И улыбаться... Даже слушая, как выгоняли на мороз, а потом на сборный пункт для 'недобровольных переселенцев' раскулаченные семьи. Те семьи, которые хотели просто тихо и спокойно жить и очень НЕ хотели отдавать нажитое имущество: зерно для посевов, немалое количество коров и лошадей, прочее добро. Улыбайся, слушая, с какой радостной физиономией этот добровольный помощник чекистов рассказывает, как лихо они справились с отцом и тремя сыновьями, решившими спалить к чертовой бабушке изъятое имущество. Последнего, кстати, добивали прикладами прямо на глазах женской части семьи. Да, ничего не меняется с семнадцатого года! Только тогда это было вообще естественно. а сейчас участников самую малость пожурили. Сказали, что надо было сначала в тюрьму, а там уж советский суд разобрался бы. С непременным расстрелом, ага! Зато по закону и с должным количеством бумаг.
Нет, Леша-Алексей, ты хоть и типичный представитель нового советского человека, но после всего услышанного никаких чувств, помимо омерзения, я по отношению к тебе не испытываю. Значит...
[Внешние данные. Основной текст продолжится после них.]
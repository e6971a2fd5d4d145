//! User list fixtures.

use entity::user_list;

/// Creates a list entity model owned by `user_id`.
pub fn entity(id: i32, user_id: i64, name: &str) -> user_list::Model {
    user_list::Model {
        id,
        user_id,
        name: name.to_string(),
        description: String::new(),
    }
}
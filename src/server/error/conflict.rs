use axum::{
    http::StatusCode,
    response::{IntoResponse, Response},
    Json,
};
use thiserror::Error;

use crate::model::api::ErrorDto;

/// The operation would violate a uniqueness invariant.
#[derive(Error, Debug, PartialEq, Eq)]
pub enum ConflictError {
    #[error("Book {book_id} is already on list {list_id}")]
    AlreadyInList {
        /// Target list
        list_id: i32,
        /// Book being added
        book_id: i32,
    },

    #[error("User {user_id} is already subscribed to club {club_id}")]
    AlreadySubscribed {
        /// Subscriber
        user_id: i64,
        /// Club
        club_id: i32,
    },
}

/// Converts conflict errors into 409 Conflict responses.
impl IntoResponse for ConflictError {
    fn into_response(self) -> Response {
        (
            StatusCode::CONFLICT,
            Json(ErrorDto {
                error: self.to_string(),
            }),
        )
            .into_response()
    }
}
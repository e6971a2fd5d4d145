use super::*;

/// Tests creating a list.
///
/// Expected: Ok with the list persisted for its owner
#[tokio::test]
async fn creates_list() -> Result<(), DbErr> {
    let test = TestBuilder::new().with_list_tables().build().await.unwrap();
    let db = test.db.as_ref().unwrap();

    let repo = UserListRepository::new(db);
    let list = repo
        .create(CreateUserListParams {
            user_id: 32,
            name: "Bacano".to_string(),
            description: "Unos libros".to_string(),
        })
        .await?;

    assert_eq!(list.user_id, 32);
    assert_eq!(list.name, "Bacano");

    let stored = entity::prelude::UserList::find_by_id(list.id).one(db).await?;
    assert_eq!(stored.unwrap().description, "Unos libros");
    Ok(())
}

/// Tests that two lists of the same user may share a name.
///
/// Expected: Ok with two distinct lists
#[tokio::test]
async fn allows_duplicate_names() -> Result<(), DbErr> {
    let test = TestBuilder::new().with_list_tables().build().await.unwrap();
    let db = test.db.as_ref().unwrap();

    let repo = UserListRepository::new(db);
    let params = CreateUserListParams {
        user_id: 5,
        name: "Reading".to_string(),
        description: String::new(),
    };

    let first = repo.create(params.clone()).await?;
    let second = repo.create(params).await?;

    assert_ne!(first.id, second.id);
    assert_eq!(repo.find_by_user_id(5).await?.len(), 2);
    Ok(())
}
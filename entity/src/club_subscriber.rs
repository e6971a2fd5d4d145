use sea_orm::entity::prelude::*;

#[derive(Clone, Debug, PartialEq, Eq, DeriveEntityModel)]
#[sea_orm(table_name = "club_subscriber")]
pub struct Model {
    #[sea_orm(primary_key, auto_increment = false)]
    pub user_id: i64,
    #[sea_orm(primary_key, auto_increment = false)]
    pub club_id: i32,
}

#[derive(Copy, Clone, Debug, EnumIter, DeriveRelation)]
pub enum Relation {
    #[sea_orm(
        belongs_to = "super::club::Entity",
        from = "Column::ClubId",
        to = "super::club::Column::Id",
        on_update = "Cascade",
        on_delete = "Cascade"
    )]
    Club,
}

impl Related<super::club::Entity> for Entity {
    fn to() -> RelationDef {
        Relation::Club.def()
    }
}

impl ActiveModelBehavior for ActiveModel {}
Пожалуй, можно и вмешиваться. Объект моего интереса уже пьян как фортепьян, того и гляди его обчищать начнут. Встаю и неспешно подхожу с пьюще-беседующей парочке, обращаясь к представителю уголовного мира:
– Николай, с тобой поговорить бы надо.
– Надо так надо, мил человек, - уколов меня неожиданно проницательным взглядом, ответил тот.
– Здесь или?
– Чуть отойдем...
Ну, разве что самую малость. Терять из вида Алексея я не собирался, он, в общем, тоже. Поэтому достаточным оказалось удалиться на десяток метров, оказавшись радом с потертой стеной, на которой некоторые посетителя явно упражнялись в 'наскальной живописи', украшая оную похабными надписями и примитивными рисунками не менее убогого содержания.
Николай наверняка думал, что сейчас последует разговор, но очень удивился, почувствовав, как ему в бок уперлось дуло маленького такого, но вполне себе смертоносного 'браунинга'. От неожиданности его сначала дернулся, но взял себя в руки и еле слышно прошипел:
– Люди вокруг, не выстрелишь. И объявись, резкий! Ты ж не легавый и не из чеки будешь...
– Так шумно вокруг, а шпалер к тебе прижат вплотную. Хлопок слабый выйдет, его не услышат толком. Но к чему мне тебя убивать то?
– А...
– Бэ. Не к тому фраерку ты прилепился, шпана корявая. Я его прибытия из Иркутска уже два дня ждал, а тут ты объявился. Что, лопатник да шмотки умыкнуть - вот и весь хабар, да?
– Ну так... Не первый раз.
– Мелко работаешь. Хотя откуда тебе знать.